What appears from the first line of the data below through the line containing "pub struct RateLimiterConfig", both included, should be copied exactly, and nothing else.

##########

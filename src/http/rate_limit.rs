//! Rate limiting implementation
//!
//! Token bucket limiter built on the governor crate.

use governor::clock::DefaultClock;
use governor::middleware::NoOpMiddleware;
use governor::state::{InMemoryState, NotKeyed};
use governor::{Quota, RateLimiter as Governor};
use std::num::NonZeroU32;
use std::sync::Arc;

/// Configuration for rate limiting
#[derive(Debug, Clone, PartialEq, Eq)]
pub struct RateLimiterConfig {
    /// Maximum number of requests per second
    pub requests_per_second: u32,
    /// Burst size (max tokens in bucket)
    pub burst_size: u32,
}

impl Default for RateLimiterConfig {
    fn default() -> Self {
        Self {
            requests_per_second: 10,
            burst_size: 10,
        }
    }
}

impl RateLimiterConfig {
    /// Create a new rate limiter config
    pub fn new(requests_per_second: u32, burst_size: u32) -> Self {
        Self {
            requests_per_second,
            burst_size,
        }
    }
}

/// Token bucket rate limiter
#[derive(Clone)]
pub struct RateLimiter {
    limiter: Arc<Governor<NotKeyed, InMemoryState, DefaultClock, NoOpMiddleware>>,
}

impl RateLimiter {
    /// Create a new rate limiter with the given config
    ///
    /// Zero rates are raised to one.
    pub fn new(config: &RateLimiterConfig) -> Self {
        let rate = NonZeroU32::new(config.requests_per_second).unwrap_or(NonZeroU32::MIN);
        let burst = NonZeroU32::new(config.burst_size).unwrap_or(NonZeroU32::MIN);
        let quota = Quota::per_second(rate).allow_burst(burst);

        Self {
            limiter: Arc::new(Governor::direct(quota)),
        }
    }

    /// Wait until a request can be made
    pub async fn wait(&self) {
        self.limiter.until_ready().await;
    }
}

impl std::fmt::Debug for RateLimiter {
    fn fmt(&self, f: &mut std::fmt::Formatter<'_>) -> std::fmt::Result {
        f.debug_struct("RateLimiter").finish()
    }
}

##########

Result:
filename src/http/rate_limit.rs
//! Rate limiting implementation
//!
//! Token bucket limiter built on the governor crate.

use governor::clock::DefaultClock;
use governor::middleware::NoOpMiddleware;
use governor::state::{InMemoryState, NotKeyed};
use governor::{Quota, RateLimiter as Governor};
use std::num::NonZeroU32;
use std::sync::Arc;

/// Configuration for rate limiting
#[derive(Debug, Clone, PartialEq, Eq)]
pub struct RateLimiterConfig {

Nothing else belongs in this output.